[RECORDS]:
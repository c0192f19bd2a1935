//! Microsoft (Azure AD v2) login.

use std::sync::Arc;

use async_trait::async_trait;
use url::Url;

use super::claims::ClaimProfile;
use super::error::AdapterError;
use super::jwks::SigningKeyCache;
use super::oauth::OAuthClient;
use super::verifier::{IdTokenVerifier, IssuerMatcher};
use super::{CallbackParams, IdentityProviderAdapter, complete_code_flow, provider_url};
use crate::config::{ConfigError, MicrosoftConfig};
use crate::identity::{CanonicalIdentity, LoginState, Provider, is_valid_tenant};

const SCOPES: &[&str] = &["openid", "email", "profile"];
const COMMON_TENANT_SEGMENT: &str = "/common/";

/// Claims read from Azure AD identity tokens.
pub struct MicrosoftClaims;

impl ClaimProfile for MicrosoftClaims {
    const PROVIDER: Provider = Provider::Microsoft;
    const PRINCIPAL_CLAIMS: &'static [&'static str] = &["upn", "unique_name", "preferred_username"];
    const NAME_CLAIM: Option<&'static str> = Some("name");
    const TENANT_CLAIM: Option<&'static str> = Some("tid");
}

/// Microsoft provider adapter.
pub struct MicrosoftAdapter {
    oauth: OAuthClient,
    verifier: IdTokenVerifier,
}

impl MicrosoftAdapter {
    /// Builds the adapter from configuration.
    ///
    /// # Errors
    /// Returns `ConfigError::InvalidValue` if an endpoint URL or an issuer
    /// pattern is invalid.
    pub fn from_config(
        config: &MicrosoftConfig,
        public_base_url: &str,
        http_client: reqwest::Client,
    ) -> Result<Self, ConfigError> {
        let jwks_uri = provider_url("microsoft.jwks_uri", &config.jwks_uri)?;
        let key_cache = Arc::new(SigningKeyCache::new(http_client.clone(), jwks_uri));
        Self::with_key_cache(config, public_base_url, http_client, key_cache)
    }

    /// Builds the adapter around an existing key cache.
    ///
    /// # Errors
    /// See [`MicrosoftAdapter::from_config`].
    pub fn with_key_cache(
        config: &MicrosoftConfig,
        public_base_url: &str,
        http_client: reqwest::Client,
        key_cache: Arc<SigningKeyCache>,
    ) -> Result<Self, ConfigError> {
        let redirect_uri = provider_url(
            "microsoft.callback_path",
            &format!(
                "{}/{}",
                public_base_url.trim_end_matches('/'),
                config.callback_path.trim_start_matches('/')
            ),
        )?;
        let oauth = OAuthClient::new(
            http_client,
            &config.client_id,
            &config.client_secret,
            provider_url("microsoft.authorization_endpoint", &config.authorization_endpoint)?,
            provider_url("microsoft.token_endpoint", &config.token_endpoint)?,
            redirect_uri,
        )
        .with_scopes(SCOPES);

        let issuers = IssuerMatcher::patterns(&config.issuers)
            .map_err(|e| ConfigError::InvalidValue(format!("microsoft.issuers: {e}")))?;
        let verifier = IdTokenVerifier::new(key_cache, &config.client_id, issuers);

        Ok(Self { oauth, verifier })
    }
}

#[async_trait]
impl IdentityProviderAdapter for MicrosoftAdapter {
    fn provider(&self) -> Provider {
        Provider::Microsoft
    }

    fn begin_login(&self, state: &LoginState) -> Result<Url, AdapterError> {
        let encoded = state
            .encode()
            .map_err(|e| AdapterError::InvalidState(e.to_string()))?;
        let mut url = self.oauth.authorization_url(&encoded);

        if let Some(tenant) = state.tenant.as_deref()
            && is_valid_tenant(tenant)
        {
            let path = url
                .path()
                .replacen(COMMON_TENANT_SEGMENT, &format!("/{tenant}/"), 1);
            url.set_path(&path);
        }

        tracing::debug!(
            "Prepared Microsoft authorization URL: {}",
            url.as_str().split('?').next().unwrap_or("")
        );
        Ok(url)
    }

    async fn complete_login(
        &self,
        callback: &CallbackParams,
    ) -> Result<CanonicalIdentity, AdapterError> {
        complete_code_flow::<MicrosoftClaims>(&self.oauth, &self.verifier, callback).await
    }
}

#[cfg(test)]
mod tests {
    use super::*;
    use crate::test_support::{jwks_document, now, sign_id_token};
    use serde_json::json;
    use wiremock::matchers::{method, path};
    use wiremock::{Mock, MockServer, ResponseTemplate};

    fn config(server: &str) -> MicrosoftConfig {
        MicrosoftConfig {
            client_id: "ms-client".to_string(),
            client_secret: "ms-secret".to_string(),
            callback_path: "/callback/microsoft".to_string(),
            jwks_uri: format!("{server}/keys"),
            issuers: vec![r"https://login\.example\.com/[0-9a-f-]+/v2\.0".to_string()],
            authorization_endpoint: "https://login.example.com/common/oauth2/v2.0/authorize"
                .to_string(),
            token_endpoint: format!("{server}/token"),
        }
    }

    async fn mount_provider(server: &MockServer, claims: serde_json::Value) {
        let id_token = sign_id_token("k1", &claims);
        Mock::given(method("POST"))
            .and(path("/token"))
            .respond_with(
                ResponseTemplate::new(200)
                    .set_body_json(json!({"access_token": "at", "id_token": id_token})),
            )
            .mount(server)
            .await;
        Mock::given(method("GET"))
            .and(path("/keys"))
            .respond_with(ResponseTemplate::new(200).set_body_json(jwks_document(&["k1"])))
            .mount(server)
            .await;
    }

    fn token_claims(extra: serde_json::Value) -> serde_json::Value {
        let mut claims = json!({
            "iss": "https://login.example.com/abcd-1234/v2.0",
            "aud": "ms-client",
            "exp": now() + 300,
            "iat": now(),
            "name": "Alice Doe",
            "tid": "abcd-1234",
        });
        if let (Some(base), Some(extra)) = (claims.as_object_mut(), extra.as_object()) {
            base.extend(extra.clone());
        }
        claims
    }

    fn adapter(server: &MockServer) -> MicrosoftAdapter {
        MicrosoftAdapter::from_config(
            &config(&server.uri()),
            "https://broker.example.com/",
            reqwest::Client::new(),
        )
        .unwrap()
    }

    fn callback(state: &LoginState) -> CallbackParams {
        CallbackParams {
            code: "auth-code".to_string(),
            state: state.encode().unwrap(),
        }
    }

    #[tokio::test]
    async fn test_begin_login_rewrites_tenant() {
        let server = MockServer::start().await;
        let adapter = adapter(&server);

        let url = adapter
            .begin_login(&LoginState::new("acme").with_tenant("contoso.onmicrosoft.com"))
            .unwrap();
        assert_eq!(url.path(), "/contoso.onmicrosoft.com/oauth2/v2.0/authorize");

        let url = adapter.begin_login(&LoginState::new("acme")).unwrap();
        assert_eq!(url.path(), "/common/oauth2/v2.0/authorize");
        let pairs: std::collections::HashMap<_, _> = url.query_pairs().into_owned().collect();
        assert_eq!(pairs["redirect_uri"], "https://broker.example.com/callback/microsoft");
        assert_eq!(pairs["scope"], "openid email profile");
    }

    #[tokio::test]
    async fn test_begin_login_ignores_invalid_tenant() {
        let server = MockServer::start().await;
        let url = adapter(&server)
            .begin_login(&LoginState::new("acme").with_tenant("../evil"))
            .unwrap();
        assert_eq!(url.path(), "/common/oauth2/v2.0/authorize");
    }

    #[tokio::test]
    async fn test_complete_login_prefers_upn() {
        let server = MockServer::start().await;
        mount_provider(
            &server,
            token_claims(json!({
                "upn": "alice@contoso.com",
                "unique_name": "alice-unique",
                "preferred_username": "alice-preferred"
            })),
        )
        .await;

        let state = LoginState::new("acme").with_redirect("/home");
        let identity = adapter(&server).complete_login(&callback(&state)).await.unwrap();

        assert_eq!(identity.upn, "alice@contoso.com");
        assert_eq!(identity.name.as_deref(), Some("Alice Doe"));
        assert_eq!(identity.tenant.as_deref(), Some("abcd-1234"));
        assert_eq!(identity.provider, Provider::Microsoft);
        assert_eq!(identity.redirect.as_deref(), Some("/home"));
    }

    #[tokio::test]
    async fn test_complete_login_falls_back_to_preferred_username() {
        let server = MockServer::start().await;
        mount_provider(
            &server,
            token_claims(json!({"preferred_username": "alice@live.com"})),
        )
        .await;

        let identity = adapter(&server)
            .complete_login(&callback(&LoginState::new("acme")))
            .await
            .unwrap();
        assert_eq!(identity.upn, "alice@live.com");
    }

    #[tokio::test]
    async fn test_complete_login_without_principal() {
        let server = MockServer::start().await;
        mount_provider(&server, token_claims(json!({}))).await;

        let err = adapter(&server)
            .complete_login(&callback(&LoginState::new("acme")))
            .await
            .unwrap_err();
        assert!(matches!(err, AdapterError::NoPrincipalClaim));
    }

    #[tokio::test]
    async fn test_complete_login_with_bad_state() {
        let server = MockServer::start().await;
        mount_provider(&server, token_claims(json!({"upn": "alice@contoso.com"}))).await;

        let params = CallbackParams {
            code: "auth-code".to_string(),
            state: "{not json".to_string(),
        };
        let err = adapter(&server).complete_login(&params).await.unwrap_err();
        assert!(matches!(err, AdapterError::InvalidState(_)));
    }
}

[WORK TASK]: Which lines above contain "impl"? Show each of them.

[WRITTEN RESPONSE]:
impl ClaimProfile for MicrosoftClaims {
impl MicrosoftAdapter {
impl IdentityProviderAdapter for MicrosoftAdapter {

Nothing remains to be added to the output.